10. SHARKS, Alien Life, and the Limits of Knowledge
[145:08–150:13, 179:06–191:25]
- The episode takes an extended sojourn into shark attacks, animal captivity, and the mythic horrors of nature vs. civilization.
- The topic of UFOs and alien life comes up, with both hosts adopting a skeptical yet open posture:
- “I’m certainly convinced there are some cases where beings that aren’t human…have been captured by the U.S. government… [But] I’m not convinced it’s extraterrestrial.” (Danny, [179:45])
11. Notable Quotes & Memorable Moments
On the Information Age and Truth
- “Most people… When I ask, ‘If you wanted to know [the truth], where would you look?’ People go, ‘I don’t know.’ The libraries are empty.” (Travis, [28:38])
- “Your only freedom in this country is to say no or no thank you, I don’t want it.” (Travis, [30:02])
On the Epstein Files & Elites
- “If people start to realize that our world is run by these people... that could take down the whole American empire.” (Danny, [57:43])
- “It confirms all the worst stereotypes…” (Travis, [65:19])
On the Psychedelic Renaissance
- “What they wanted to do was convince Pope Francis that in the Eucharist, for all Catholic churches around the world, they should use a psychedelic drug.” (Travis, [223:35])
On Humility and Human Limits
- “The message of psychedelics—We don’t know very much about what’s going on… so we ought to be very careful.” (Travis, [226:35])
On Alien Life and Human Rarity
- “Out of all species catalogued on Earth, 20... are hominids.
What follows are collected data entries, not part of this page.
//! End-to-end flows through `CoreContext`: setup, device-share unlock,
//! chat sealing, and credential storage, wired together the way a host
//! application would use them.

use async_trait::async_trait;
use onera_core::credential_vault::CredentialVault;
use onera_core::device_identity::{DeviceIdentity, PlatformInfo};
use onera_core::external::{Device, DeviceRegistration, KeySharesRecord, PasskeyAssertion, PasskeyAuthOptions};
use onera_core::prelude::*;
use std::collections::HashMap;
use std::sync::{Arc, Mutex};

#[derive(Default)]
struct FakeKeyShareStore {
    record: Mutex<Option<KeySharesRecord>>,
}

#[async_trait]
impl KeyShareStore for FakeKeyShareStore {
    async fn check(&self, _token: &Token) -> CoreResult<bool> {
        Ok(self.record.lock().unwrap().is_some())
    }
    async fn get(&self, _token: &Token) -> CoreResult<KeySharesRecord> {
        self.record.lock().unwrap().clone().ok_or(CoreError::Unauthorized)
    }
    async fn create(&self, _token: &Token, record: KeySharesRecord) -> CoreResult<()> {
        *self.record.lock().unwrap() = Some(record);
        Ok(())
    }
}

#[derive(Default)]
struct FakeDeviceRegistry {
    secrets: Mutex<HashMap<String, [u8; 32]>>,
}

#[async_trait]
impl DeviceRegistry for FakeDeviceRegistry {
    async fn register(&self, _token: &Token, registration: DeviceRegistration) -> CoreResult<[u8; 32]> {
        let secret = [0x7Au8; 32];
        self.secrets.lock().unwrap().insert(registration.device_id, secret);
        Ok(secret)
    }
    async fn get_secret(&self, _token: &Token, device_id: &str) -> CoreResult<[u8; 32]> {
        self.secrets
            .lock()
            .unwrap()
            .get(device_id)
            .copied()
            .ok_or(CoreError::DeviceNotProvisioned)
    }
    async fn update_last_seen(&self, _token: &Token, _device_id: &str) -> CoreResult<()> {
        Ok(())
    }
    async fn list(&self, _token: &Token) -> CoreResult<Vec<Device>> {
        Ok(vec![])
    }
    async fn revoke(&self, _token: &Token, _device_id: &str) -> CoreResult<()> {
        Ok(())
    }
}

struct NoPasskeys;
#[async_trait]
impl PasskeyProvider for NoPasskeys {
    async fn create_credential(&self, _options: &PasskeyAuthOptions) -> CoreResult<PasskeyAssertion> {
        Err(CoreError::PasskeyUnavailable)
    }
    async fn authenticate(&self, _options: &PasskeyAuthOptions) -> CoreResult<PasskeyAssertion> {
        Err(CoreError::PasskeyUnavailable)
    }
}

struct VirtualClock(std::sync::atomic::AtomicU64);
impl Clock for VirtualClock {
    fn now_ms(&self) -> u64 {
        self.0.load(std::sync::atomic::Ordering::SeqCst)
    }
}
impl VirtualClock {
    fn advance(&self, ms: u64) {
        self.0.fetch_add(ms, std::sync::atomic::Ordering::SeqCst);
    }
}

fn platform() -> PlatformInfo {
    PlatformInfo {
        model: "Integration Test Device".to_string(),
        os_version: "1.0".to_string(),
        vendor_id: Some("it-vendor".to_string()),
    }
}

fn context_with_clock(clock: Arc<VirtualClock>) -> CoreContext {
    CoreContext::new(CoreContextConfig {
        session: SessionConfig::default(),
        secure_store: Arc::new(onera_core::secure_store::MemorySecureStore::new()),
        key_shares: Arc::new(FakeKeyShareStore::default()),
        devices: Arc::new(FakeDeviceRegistry::default()),
        passkeys: Arc::new(NoPasskeys),
    })
    .with_clock(clock)
}

fn context() -> CoreContext {
    context_with_clock(Arc::new(VirtualClock(std::sync::atomic::AtomicU64::new(0))))
}

/// Setup a brand-new user, seal a chat and a provider credential under the
/// resulting master key, then confirm both open back correctly — the
/// ordinary "new account" path a host application drives end to end.
#[tokio::test]
async fn setup_then_seal_chat_and_credential() {
    let ctx = context();
    let device_identity = DeviceIdentity::new(ctx.secure_store.as_ref(), platform());
    let paths = UnlockPaths {
        session: &ctx.session,
        key_shares: ctx.key_shares.as_ref(),
        devices: ctx.devices.as_ref(),
        passkeys: ctx.passkeys.as_ref(),
        clock: ctx.clock.as_ref(),
    };

    let token = "session-token".to_string();
    let setup = paths.setup(&token, &device_identity, "Integration Phone", "it-agent/1.0").await.unwrap();
    assert!(ctx.session.is_unlocked());
    assert_eq!(setup.mnemonic.split_whitespace().count(), 24);

    let master_key = ctx.session.with_master_key(|k| *k).unwrap();

    let (envelope, chat_key) = onera_core::chat_envelope::seal_chat(
        &master_key,
        None,
        "My first chat",
        vec![onera_core::chat_envelope::ChatMessage {
            role: "user".to_string(),
            content: "hello onera".to_string(),
            created_at: 0,
        }],
        0,
    )
    .unwrap();
    ctx.chat_key_cache.lock().unwrap().put("chat-1".to_string(), chat_key, 0);

    let (opened_key, title, body) = onera_core::chat_envelope::open_chat(&master_key, &envelope).unwrap();
    assert_eq!(opened_key, chat_key);
    assert_eq!(title, "My first chat");
    assert_eq!(body.messages[0].content, "hello onera");
    assert_eq!(ctx.chat_key_cache.lock().unwrap().get("chat-1", 0), Some(chat_key));

    let row = CredentialVault::store(&master_key, "openai", b"sk-integration-test").unwrap();
    let decrypted = CredentialVault::fetch(&master_key, &row).unwrap();
    assert_eq!(decrypted.as_bytes(), b"sk-integration-test");
}

/// Property 5: every unlock path that can reach a given master key
/// produces identical bytes. Set up once, lock, then unlock via the
/// device share and separately via the recovery mnemonic — both must
/// reconstruct the same master.
#[tokio::test]
async fn property5_device_share_and_mnemonic_unlock_agree_on_master() {
    let ctx = context();
    let device_identity = DeviceIdentity::new(ctx.secure_store.as_ref(), platform());
    let paths = UnlockPaths {
        session: &ctx.session,
        key_shares: ctx.key_shares.as_ref(),
        devices: ctx.devices.as_ref(),
        passkeys: ctx.passkeys.as_ref(),
        clock: ctx.clock.as_ref(),
    };

    let token = "session-token".to_string();
    let setup = paths.setup(&token, &device_identity, "Device A", "it-agent/1.0").await.unwrap();
    let original_master = ctx.session.with_master_key(|k| *k).unwrap();
    ctx.lock();
    assert!(!ctx.session.is_unlocked());

    paths.unlock_with_device_share(&token, &device_identity).await.unwrap();
    let via_device_share = ctx.session.with_master_key(|k| *k).unwrap();
    assert_eq!(via_device_share, original_master);
    ctx.lock();

    paths
        .unlock_with_recovery_mnemonic(&token, &setup.mnemonic, &device_identity, "Device A", "it-agent/1.0")
        .await
        .unwrap();
    let via_mnemonic = ctx.session.with_master_key(|k| *k).unwrap();
    assert_eq!(via_mnemonic, original_master);
}

/// Explicit `lock()` clears the chat-key cache alongside the session, so a
/// re-unlock starts from an empty cache.
#[tokio::test]
async fn ctx_lock_clears_chat_key_cache() {
    let ctx = context();
    let device_identity = DeviceIdentity::new(ctx.secure_store.as_ref(), platform());
    let paths = UnlockPaths {
        session: &ctx.session,
        key_shares: ctx.key_shares.as_ref(),
        devices: ctx.devices.as_ref(),
        passkeys: ctx.passkeys.as_ref(),
        clock: ctx.clock.as_ref(),
    };
    paths.setup(&"t".to_string(), &device_identity, "D", "a").await.unwrap();

    ctx.chat_key_cache.lock().unwrap().put("c".to_string(), [0x09; 32], 0);
    ctx.lock();
    assert!(!ctx.session.is_unlocked());
    assert_eq!(ctx.chat_key_cache.lock().unwrap().get("c", 0), None);
}

/// `CoreContext::check_idle_timeout` locking the session (via the virtual
/// clock) also clears the chat-key cache, matching the explicit-lock path.
#[tokio::test]
async fn ctx_idle_timeout_locks_and_clears_cache() {
    let clock = Arc::new(VirtualClock(std::sync::atomic::AtomicU64::new(0)));
    let ctx = context_with_clock(clock.clone());
    let device_identity = DeviceIdentity::new(ctx.secure_store.as_ref(), platform());
    let paths = UnlockPaths {
        session: &ctx.session,
        key_shares: ctx.key_shares.as_ref(),
        devices: ctx.devices.as_ref(),
        passkeys: ctx.passkeys.as_ref(),
        clock: ctx.clock.as_ref(),
    };
    paths.setup(&"t".to_string(), &device_identity, "D", "a").await.unwrap();
    ctx.chat_key_cache.lock().unwrap().put("c".to_string(), [0x09; 32], clock.now_ms());

    clock.advance(30 * 60 * 1000 + 1);
    ctx.check_idle_timeout();

    assert!(!ctx.session.is_unlocked());
    assert_eq!(ctx.chat_key_cache.lock().unwrap().get("c", clock.now_ms()), None);
}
Out of those, one has developed technology… We are .00001% of all species. So, on Earth alone, we are super rare.” (Danny, [190:10])
Key Timestamps – For Deep Dives
- [00:40–15:31] Psychedelic politics: Symposia v. MAPS/MDMA/Philanthropy
- [28:53] AI, media curation, and the Google/ChatGPT filter problem
- [39:20–66:07] Unpacking New Epstein Files: Atia, Gates, blackmail, and elite ties to science
- [86:02–99:37] Institutional trust collapse, conspiracy mindsets, zeitgeist of cynicism
- [223:12–227:50] Exclusive: Psychedelic researchers, the Pope, and the sacramental MDMA gambit
- [129:01–130:46] On the expansion of “psychedelic churches” and mainstreaming of altered states
- [145:08–150:13] Shark attacks, animal captivity, horror, and nature
- [179:06–191:25] What do UFO sightings tell us? Are “aliens” really from here?
- [225:35–229:00] Limits of social engineering, the importance of humility in face of ignorance
Tone & Style
The episode weaves together irreverence, alarm, earnest inquiry, skepticism, pop-cultural references, and a Midwestern/blue-collar sensibility. Both Jones and Kitchens are frank about their limitations, aware of how easy it is to get swept up in speculation, and passionate about demanding honesty and humility from both themselves and the institutions they cover.
Recommended For
- Listeners interested in the darker corners of current events, power structures, and the intersection of drugs, spirituality, and elite secrets.
- Fans of gonzo, unfiltered, and sardonic long-form podcasts.
- Anyone struggling to make sense of our runaway information age—or simply looking for the best rabbit holes in contemporary culture.
“We don’t really know that much…The mystery surrounding our lives is probably not reducible by very much. And so the question of how to act in ignorance is paramount.”